UCUZ EMEK GÜCÜNE DAYALI BİR İHRACAT MODELİ ÖNERİYORSUNUZ: Üçüncüsü , diyelim ki bu bir pazarlama faaliyeti değil ve iddia ettiğiniz gibi ihracata dayalı bir büyüme ve kalkınma ortaya çıkartacak. Böyle bir şey yok. Neden olmadığını anlatayım. Şimdi, 1990’larda özellikle Doğu Asya’da ihracata dayalı büyüme stratejileriyle bazı kalkınma öyküleri yaşandı ama artık 2020’lerdeyiz, dünya değişti. Değişen ne? Artık teknoloji çok hızlı gelişiyor. Öyle ki dünya, sanayi 4.0 ve dijitalleşme kapsamında artık üretimde otomasyon ve robotlar nedeniyle ucuz emek gücüne ihtiyaç kalmayacağını tartışıyor. Dolayısıyla bütün ülkeler vatandaşlarını bu değişimden koruyacak modellere geçişi tartışıyor. Oysaki sizin önerdiğiniz model ne? Ucuz emek gücüne dayalı bir ihracat modeli öneriyorsunuz.

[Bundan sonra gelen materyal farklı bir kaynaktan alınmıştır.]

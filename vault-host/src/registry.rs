//! # Service Registry
//!
//! Holds the implementations backend plugins publish for each service
//! contract and hands the active one to consumers.
//!
//! Services are keyed by contract type, usually a trait object such as
//! `dyn Permission`. Several backends may register the same contract; the
//! active one is the highest priority registration, and among equal
//! priorities the one registered first.

use serde::{Deserialize, Serialize};
use std::any::{type_name, Any, TypeId};
use std::collections::HashMap;
use std::sync::Arc;
use tracing::info;
use vault_api::{PluginId, Result, VaultError};

/// Priority a backend registers at. Higher wins.
#[derive(Debug, Clone, Copy, PartialEq, Eq, PartialOrd, Ord, Hash, Serialize, Deserialize)]
#[serde(rename_all = "snake_case")]
pub enum ServicePriority {
    Lowest,
    Low,
    Normal,
    High,
    Highest,
}

/// One published implementation of contract `S`.
pub struct Registration<S: ?Sized> {
    pub service: Arc<S>,
    pub owner: PluginId,
    pub priority: ServicePriority,
}

impl<S: ?Sized> Clone for Registration<S> {
    fn clone(&self) -> Self {
        Self {
            service: Arc::clone(&self.service),
            owner: self.owner.clone(),
            priority: self.priority,
        }
    }
}

struct Entry {
    owner: PluginId,
    priority: ServicePriority,
    /// Always an `Arc<S>` for the contract this entry is filed under.
    service: Box<dyn Any + Send + Sync>,
}

struct ServiceSlot {
    name: &'static str,
    /// Sorted by descending priority, insertion order within a priority.
    entries: Vec<Entry>,
}

/// Registry for published service implementations.
///
/// # Example
///
/// ```no_run
/// use std::sync::Arc;
/// use provider_memory::MemoryPermission;
/// use vault_api::{Permission, PluginId};
/// use vault_host::registry::{ServicePriority, ServicesManager};
///
/// let mut services = ServicesManager::new();
/// services.register::<dyn Permission>(
///     Arc::new(MemoryPermission::new()),
///     PluginId::new("vault-memory"),
///     ServicePriority::Normal,
/// );
///
/// let perms = services.get::<dyn Permission>().unwrap();
/// println!("Active permissions: {}", perms.name());
/// ```
#[derive(Default)]
pub struct ServicesManager {
    services: HashMap<TypeId, ServiceSlot>,
}

impl ServicesManager {
    pub fn new() -> Self {
        Self::default()
    }

    /// Publish an implementation of contract `S` on behalf of `owner`.
    pub fn register<S>(&mut self, service: Arc<S>, owner: PluginId, priority: ServicePriority)
    where
        S: ?Sized + Send + Sync + 'static,
    {
        info!(
            "Registered {} provided by {} at {:?} priority",
            type_name::<S>(),
            owner,
            priority
        );

        let slot = self
            .services
            .entry(TypeId::of::<S>())
            .or_insert_with(|| ServiceSlot {
                name: type_name::<S>(),
                entries: Vec::new(),
            });

        let index = slot
            .entries
            .iter()
            .position(|e| e.priority < priority)
            .unwrap_or(slot.entries.len());
        slot.entries.insert(
            index,
            Entry {
                owner,
                priority,
                service: Box::new(service),
            },
        );
    }

    /// The active implementation of contract `S`.
    pub fn get<S: ?Sized + 'static>(&self) -> Option<Arc<S>> {
        self.registration::<S>().map(|r| r.service)
    }

    /// Like [`ServicesManager::get`], failing with [`VaultError::ServiceUnavailable`].
    pub fn require<S: ?Sized + 'static>(&self) -> Result<Arc<S>> {
        self.get::<S>()
            .ok_or_else(|| VaultError::ServiceUnavailable(type_name::<S>().to_string()))
    }

    pub fn registration<S: ?Sized + 'static>(&self) -> Option<Registration<S>> {
        self.registrations::<S>().into_iter().next()
    }

    /// Every registration for `S`, active one first.
    pub fn registrations<S: ?Sized + 'static>(&self) -> Vec<Registration<S>> {
        let Some(slot) = self.services.get(&TypeId::of::<S>()) else {
            return Vec::new();
        };

        slot.entries
            .iter()
            .filter_map(|e| {
                e.service.downcast_ref::<Arc<S>>().map(|service| Registration {
                    service: Arc::clone(service),
                    owner: e.owner.clone(),
                    priority: e.priority,
                })
            })
            .collect()
    }

    pub fn is_provided_for<S: ?Sized + 'static>(&self) -> bool {
        self.services
            .get(&TypeId::of::<S>())
            .is_some_and(|slot| !slot.entries.is_empty())
    }

    /// Withdraw `owner`'s registrations of contract `S`. Returns how many were removed.
    pub fn unregister<S: ?Sized + 'static>(&mut self, owner: &PluginId) -> usize {
        let Some(slot) = self.services.get_mut(&TypeId::of::<S>()) else {
            return 0;
        };

        let before = slot.entries.len();
        slot.entries.retain(|e| &e.owner != owner);
        let removed = before - slot.entries.len();
        if removed > 0 {
            info!("Unregistered {} provided by {}", slot.name, owner);
        }
        removed
    }

    /// Withdraw every registration `owner` made, e.g. when its plugin is disabled.
    pub fn unregister_all(&mut self, owner: &PluginId) -> usize {
        let mut removed = 0;
        for slot in self.services.values_mut() {
            let before = slot.entries.len();
            slot.entries.retain(|e| &e.owner != owner);
            removed += before - slot.entries.len();
        }
        info!("Unregistered {} service(s) provided by {}", removed, owner);
        removed
    }

    /// Names of the contracts with at least one registration.
    pub fn known_services(&self) -> Vec<&'static str> {
        let mut names: Vec<_> = self
            .services
            .values()
            .filter(|slot| !slot.entries.is_empty())
            .map(|slot| slot.name)
            .collect();
        names.sort_unstable();
        names
    }

    /// Total number of registrations across all contracts.
    pub fn count(&self) -> usize {
        self.services.values().map(|slot| slot.entries.len()).sum()
    }

    pub fn clear(&mut self) {
        self.services.clear();
    }
}

#[cfg(test)]
mod tests {
    use super::*;

    trait Greeter: Send + Sync {
        fn greet(&self) -> String;
    }

    struct Fixed(&'static str);

    impl Greeter for Fixed {
        fn greet(&self) -> String {
            self.0.to_string()
        }
    }

    fn greeter(text: &'static str) -> Arc<dyn Greeter> {
        Arc::new(Fixed(text))
    }

    fn owner(id: &str) -> PluginId {
        PluginId::new(id)
    }

    #[test]
    fn test_new_registry() {
        let services = ServicesManager::new();
        assert_eq!(services.count(), 0);
        assert!(services.get::<dyn Greeter>().is_none());
        assert!(!services.is_provided_for::<dyn Greeter>());
    }

    #[test]
    fn test_register_and_get() {
        let mut services = ServicesManager::new();
        services.register(greeter("hi"), owner("a"), ServicePriority::Normal);

        assert_eq!(services.count(), 1);
        assert!(services.is_provided_for::<dyn Greeter>());
        assert_eq!(services.get::<dyn Greeter>().unwrap().greet(), "hi");
    }

    #[test]
    fn test_highest_priority_is_active() {
        let mut services = ServicesManager::new();
        services.register(greeter("low"), owner("a"), ServicePriority::Low);
        services.register(greeter("high"), owner("b"), ServicePriority::High);
        services.register(greeter("normal"), owner("c"), ServicePriority::Normal);

        assert_eq!(services.get::<dyn Greeter>().unwrap().greet(), "high");

        let order: Vec<_> = services
            .registrations::<dyn Greeter>()
            .iter()
            .map(|r| r.service.greet())
            .collect();
        assert_eq!(order, vec!["high", "normal", "low"]);
    }

    #[test]
    fn test_equal_priority_keeps_first() {
        let mut services = ServicesManager::new();
        services.register(greeter("first"), owner("a"), ServicePriority::Normal);
        services.register(greeter("second"), owner("b"), ServicePriority::Normal);

        let active = services.registration::<dyn Greeter>().unwrap();
        assert_eq!(active.service.greet(), "first");
        assert_eq!(active.owner, owner("a"));
    }

    #[test]
    fn test_contracts_are_separate() {
        let mut services = ServicesManager::new();
        services.register(greeter("hi"), owner("a"), ServicePriority::Normal);
        services.register(Arc::new(Fixed("concrete")), owner("a"), ServicePriority::Normal);

        assert_eq!(services.get::<dyn Greeter>().unwrap().greet(), "hi");
        assert_eq!(services.get::<Fixed>().unwrap().greet(), "concrete");
        assert_eq!(services.known_services().len(), 2);
    }

    #[test]
    fn test_unregister_falls_back() {
        let mut services = ServicesManager::new();
        services.register(greeter("backup"), owner("a"), ServicePriority::Low);
        services.register(greeter("main"), owner("b"), ServicePriority::High);

        assert_eq!(services.unregister::<dyn Greeter>(&owner("b")), 1);
        assert_eq!(services.get::<dyn Greeter>().unwrap().greet(), "backup");
        assert_eq!(services.unregister::<dyn Greeter>(&owner("b")), 0);
    }

    #[test]
    fn test_unregister_all() {
        let mut services = ServicesManager::new();
        services.register(greeter("hi"), owner("a"), ServicePriority::Normal);
        services.register(Arc::new(Fixed("hi")), owner("a"), ServicePriority::Normal);
        services.register(Arc::new(Fixed("other")), owner("b"), ServicePriority::Normal);

        assert_eq!(services.unregister_all(&owner("a")), 2);
        assert_eq!(services.count(), 1);
        assert!(!services.is_provided_for::<dyn Greeter>());
        assert_eq!(services.known_services().len(), 1);
    }

    #[test]
    fn test_require_missing_service() {
        let services = ServicesManager::new();
        let err = services.require::<dyn Greeter>().err().unwrap();
        assert!(matches!(err, VaultError::ServiceUnavailable(_)));
    }

    #[test]
    fn test_clear_registry() {
        let mut services = ServicesManager::new();
        services.register(greeter("hi"), owner("a"), ServicePriority::Normal);
        services.clear();
        assert_eq!(services.count(), 0);
    }
}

BİR ENFLASYON SORUNU YOKMUŞ GİBİ DAVRANMAYI SEÇİYORSUNUZ: Yaratılmış olan ağır kurumsal yıkıma da kısaca değineyim. Bu kurumsal yıkım içerisinde, esasında ülkede yaşanıyor olan şeyleri önce evimizin içerisinde temizleme ihtiyacına da işaret eden birşey var. Bir enflasyon sorunu var, yokmuş gibi davranmayı seçiyorsunuz orası ayrı ama, bir enflasyon sorunu var. Merkez Bankası, enflasyonu düşürmek yerine diyor ki Ticaret Bakanlığı’na, ‘Sopayı eline al ve sen baskı yoluyla bu fiyatları düşür.’ Kimi zaman soğan depoları basılıyor, patates depoları basılıyor, tanzim çadırları kuruluyor, şimdi zincir marketler, kim büyüttüyse, sorumlu tutuluyor. Şimdi, bu çerçevede fiyat denetim ekipleri… Enflasyonla mücadele böyle yapılmaz. 

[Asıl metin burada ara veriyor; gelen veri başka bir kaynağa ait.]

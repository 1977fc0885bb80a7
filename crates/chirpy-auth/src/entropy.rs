//! Fallible access to the operating system's random source.

use rand::TryRng;
use rand::rngs::SysRng;

use chirpy_core::error::{AuthError, ErrorKind};

/// Fills `buf` from the OS random source.
///
/// An unavailable source is a `HashingFailure`, never a panic.
pub(crate) fn fill(buf: &mut [u8]) -> Result<(), AuthError> {
    SysRng.try_fill_bytes(buf).map_err(|e| {
        AuthError::with_source(ErrorKind::HashingFailure, "OS random source failed", e)
    })
}

/// Draws `N` random bytes from the OS random source.
pub(crate) fn bytes<const N: usize>() -> Result<[u8; N], AuthError> {
    let mut buf = [0u8; N];
    fill(&mut buf)?;
    Ok(buf)
}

RUHSAR PEKCAN, BAKANLIĞA DEZENFEKTAN SATTI: Ticaretin önüne açacak, rekabetin haksız olmadığını güvence altına alacak, yolsuzlukla, haksızlıkla mücadele edecek kurum sizsiziniz. O zaman evden başlamak gerekiyor. Evden derken hatırlayın 20 Nisan 2021, o zaman Ticaret Bakanı Ruhsar Pekcan’a ait firma, Ticaret Bakanlığı’na dezenfektan satışı gerçekleri ortaya çıktı. Bakanlık bu alışverişi kabul etti ve piyasa fiyatı üzerinden bir fiyatla Bakanın, Bakanlığa satış yaptığı gerçeği ortaya çıktı. Tüketici koruması, haksız rekabeti engellemesi, yolsuzlukları durdurması gereken Bakanlık, bu konuda hiçbir şey yapmadı. Bakan affedildi, üzeri örtüldü. Israrla, Meclis’te temiz ticaret için önce evinizi temizleyin diyen bir kararlılıkla önce araştırma komisyonu kurulması için önergesi verdik. Ardından soruşturma açılması için önergeyi imzaya açtık, ama büyük bir sessizlikle rekabetin önündeki engel Ticaret Bakanlığı’nın içerisinden izleniyor.  

BUHRANIN ÇÖZÜLMESİ İÇİN DÜZENİN; DÜZENİN DEĞİŞMESİ İÇİN İKTİDARIN DEĞİŞMESİ GEREKİYOR: Bu bütçe var olan düzeni devam ettirme bütçesi. Var olan düzen derin bir ekonomik buhran yarattı. Bu buhran yokmuş, Türkiye’de milyonlar işsiz değilmiş, esnaf kan ağlamıyormuş, üretici ithal maliyetler altında ezilmiyormuş gibi davrandığınız her gün derin bir buhranda hep birlikte ortaklaşıyoruz. Çözülebilmesi için düzenin değişmesi gerekiyor, düzenin değişmesi için iktidarın değişmesi gerekiyor. Bunu da biz yapacağız. Bir sonraki bütçede bunları biz tartışıyor olacağız. Ama ben tekrarlıyorum, daha bu buhranı yaratmış düzeni değiştirmeyen bir bütçenin Türkiye’ye de bir faydasının olmadığının altını çizmek istiyorum.”